Instructions for the task: Among the records below, how many lines contain the word "running"? The answer is a single number.

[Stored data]
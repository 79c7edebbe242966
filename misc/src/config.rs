use std::path::PathBuf;
use std::{env, fs, io};

use anyhow::{bail, Context, Result};
use clap::Args;
use log::warn;
use serde::de::DeserializeOwned;

use crate::dirs::ensure_dir_exists;

/// Resolved filesystem locations for configuration and data.
pub struct PathSet {
    pub config_dir: PathBuf,
    pub data_dir: PathBuf,
}

impl PathSet {
    pub fn new(config_dir: Option<PathBuf>, data_dir: Option<PathBuf>) -> Result<Self> {
        let is_root = unsafe { libc::geteuid() == 0 };

        let config_dir = if let Some(path) = config_dir {
            path
        } else if let Ok(path) = env::var("NOVEDADES_CONFIG") {
            PathBuf::from(path)
        } else if is_root {
            PathBuf::from("/etc/novedades")
        } else {
            Self::home_dir()?.join(".config").join("novedades")
        };

        let data_dir = if let Some(path) = data_dir {
            path
        } else if let Ok(path) = env::var("NOVEDADES_DATA") {
            PathBuf::from(path)
        } else if is_root {
            PathBuf::from("/var/lib/novedades")
        } else {
            Self::home_dir()?
                .join(".local")
                .join("share")
                .join("novedades")
        };

        ensure_dir_exists(&config_dir)
            .with_context(|| format!("ensure config directory: {}", config_dir.display()))?;
        ensure_dir_exists(&data_dir)
            .with_context(|| format!("ensure data directory: {}", data_dir.display()))?;

        Ok(Self {
            config_dir,
            data_dir,
        })
    }

    pub fn load_config<T>(&self, name: &str) -> Result<T>
    where
        T: CommonConfig + DeserializeOwned,
    {
        let path = self.config_dir.join(format!("{name}.toml"));
        let mut cfg: T = match fs::read_to_string(&path) {
            Ok(s) => toml::from_str(&s).context("parse config toml")?,
            Err(err) if err.kind() == io::ErrorKind::NotFound => {
                warn!("Config file for {name} not found, using defaults");
                T::default()
            }
            Err(err) => {
                return Err(err).context(format!("read config file: {}", path.display()));
            }
        };

        cfg.complete(self).context("validate config")?;
        Ok(cfg)
    }

    fn home_dir() -> Result<PathBuf> {
        let dir = env::var_os("HOME").map(PathBuf::from);
        match dir {
            Some(dir) => Ok(dir),
            None => {
                bail!("could not determine home directory, please specify config path manually")
            }
        }
    }
}

/// Implemented by every config section. `complete` validates the section and
/// fills in paths derived from the [`PathSet`].
pub trait CommonConfig {
    fn default() -> Self;
    fn complete(&mut self, ps: &PathSet) -> Result<()>;
}

#[derive(Args, Debug)]
pub struct ConfigArgs {
    /// Configuration directory, defaults to $NOVEDADES_CONFIG or
    /// ~/.config/novedades (/etc/novedades when running as root).
    #[arg(long)]
    pub config_dir: Option<PathBuf>,

    /// Data directory, defaults to $NOVEDADES_DATA or
    /// ~/.local/share/novedades (/var/lib/novedades when running as root).
    #[arg(long)]
    pub data_dir: Option<PathBuf>,
}

impl ConfigArgs {
    pub fn load<T>(&self, name: &str) -> Result<T>
    where
        T: CommonConfig + DeserializeOwned,
    {
        let ps = PathSet::new(self.config_dir.clone(), self.data_dir.clone())?;
        ps.load_config(name)
    }
}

Solution: 2